Perfume para matar as saudades do carro a gasolina. E frasco de vidro em formato de bomba de combustível. Quando eu penso que já vi de um tudo nesse mundo, aparece mais essa. Se estiver interessado, saiba que o aroma harmoniza notas de gengibre azul, lavanda e madeira de santal, para simular um odor emborrachado, oleado e fumado dos derivados de petróleo. Mas, desconfio, não é para o bico (e gosto) de pobres mortais, como eu, que seguem fiéis aos cítricos, florais e amadeirados. E a preços abordáveis.
É que, para andar por aí cheirando a combustível fóssil, tem-se que comprar primeiro o novo modelo elétrico Mustang, da Ford. Custa, em média, a bagatela de 70 mil euros. A fragrância é o presentinho de luxo da fabricante de automóveis para os que dão o salto para o futuro, sem emissões de carbono. Claro, pela mesma ocasião, tornam a marca americana um pouquinho mais rica.

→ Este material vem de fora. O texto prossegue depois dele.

use crate::cli::ServeArgs;
use crate::infra::{AppState, EngineState};
use crate::routes::{engine_router, with_operational_routes};
use axum::Extension;
use axum_prometheus::PrometheusMetricLayer;
use result_engine::config::AppConfig;
use result_engine::error::AppError;
use result_engine::telemetry;
use std::sync::atomic::{AtomicBool, Ordering};
use std::sync::Arc;
use tracing::info;

pub(crate) async fn run(mut args: ServeArgs) -> Result<(), AppError> {
    let mut config = AppConfig::load()?;

    if let Some(host) = args.host.take() {
        config.server.host = host;
    }
    if let Some(port) = args.port.take() {
        config.server.port = port;
    }

    telemetry::init(&config.telemetry)?;

    let fixtures = config.fixtures()?;
    info!(
        subjects = fixtures.subjects.len(),
        companies = fixtures.companies.len(),
        semesters = fixtures.transcript.len(),
        "fixtures loaded"
    );

    let (prometheus_layer, prometheus_handle) = PrometheusMetricLayer::pair();
    let readiness_flag = Arc::new(AtomicBool::new(false));
    let app_state = AppState {
        readiness: readiness_flag.clone(),
        metrics: Arc::new(prometheus_handle),
    };

    let app = with_operational_routes(engine_router(EngineState::from_fixtures(fixtures)))
        .layer(Extension(app_state))
        .layer(prometheus_layer);

    let addr = config.server.socket_addr()?;
    let listener = tokio::net::TcpListener::bind(addr).await?;
    readiness_flag.store(true, Ordering::Release);

    info!(?config.environment, %addr, "result engine ready");

    axum::serve(listener, app).await?;
    Ok(())
}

A estratégia comercial do fabricante de automóveis tem espertezas. Isso porque uma pesquisa, feita pela gigante multinacional, detectou que uma a cada cinco pessoas menciona a falta do cheiro de gasolina, entrando narina adentro, na hora de acelerar um carro elétrico. Isso, e o barulho característico do motor, já que o elétrico é silêncio puro.
Para a queixa do ronco do motor, problema que envolve, inclusive, questões de segurança nas ruas e riscos de atropelamento, já há solução em prática. Um som fake que sai de um autofalante. Faltava, então, a solução para apaziguar as saudades daquele cheirinho bom que sai do cano de escape. Também na hora de encher o tanque. Para estes radicais, um spray especial para inebriar o motorista, ele sentindo-se todo poderoso no volante do novo Mustang. Cheirando a rico.
“Mas, mais que cheiros do passado, o que eu queria mesmo de volta era um cheiro mais recente. O do mundo de antes da pandemia. Barricado atrás da máscara cirúrgica de múltiplas camadas”
Ah, as armadilhas do imaginário. Nesse vidro luxuoso de perfume, na forma de uma bomba de gasolina dourada, cabem mais que as combinações químicas inventadas por um perfumista. Do concentrado, embriagam narinas a memória dos tempos felizes da indústria petrolífera do século 20. Época da gasolina mais barata, das grandes viagens estradas a fora, da fascinação por modelos sonhos de consumo, ícones culturais. Dos populares e endiabrados Fuscas aos designers e caros Ferrari, Porsche, Lamborghini. Muitos destes, estrelas de Hollywood.
Não é à toa que o modelo inglês Aston Martin rodopiou vezes sem conta nas mãos de James Bond, combinando a imagem do carro esportivo ao luxo extravagante, a espionagens internacionais, a aventuras perigosas e mulheres belíssimas, da saga do espião. O mundo másculo e musculado dos carros em combustão.
Hoje os carros andam a beber mais que gasolina para sustentarem a imagem de virilidade que a publicidade e o cinema construíram, por décadas. Viagra, por exemplo. Pois não é a potência um dos atributos que colaboram no processo de identificação entre carro e o gênero masculino, principalmente?
Como no anúncio publicitário para televisão, feito para um novo modelo da Fiat. Caído por acidente no fundo do tanque de combustível, o comprimido azul deixa o veículo encorpado, bombado, pronto para a ação. O resto fica pela imaginação de vocês.
Mas, o que interessa aqui é que toda essa história de carros poluidores, finalmente, está por um fio. É com isso que brinca o perfume do Mustang. Destes tempos de ouro dos derivados de petróleo, você pode ter só um cheirinho. E olhe lá.
Fragrância que lembra a gasolina é só o começo. Na crônica da próxima semana você vai saber mais como um grupo de cientistas europeus planeja sintetizar em essências centenas de cheiros do passado. De pólvora, por exemplo. Já imaginou?
Com a nova geração de robôs, ideias assim é que não faltam. Eu, pessoalmente, já me vejo sintetizando cheiros da minha infância, no Ceará. Spray com aromas de quintais arborizados e banhos a baldes, na beira de cacimbas.
Mas, mais que cheiros do passado, o que eu queria mesmo de volta era um cheiro mais recente. O do mundo de antes da pandemia. Barricado atrás da máscara cirúrgica de múltiplas camadas, é um nariz que sonha com o dia de respirar a plenos pulmões e sem medo. E salvar dos sintetizadores e vidrinhos os perfumes de abraços e encontros espontâneos, na rua. Estes, sempre da atualidade.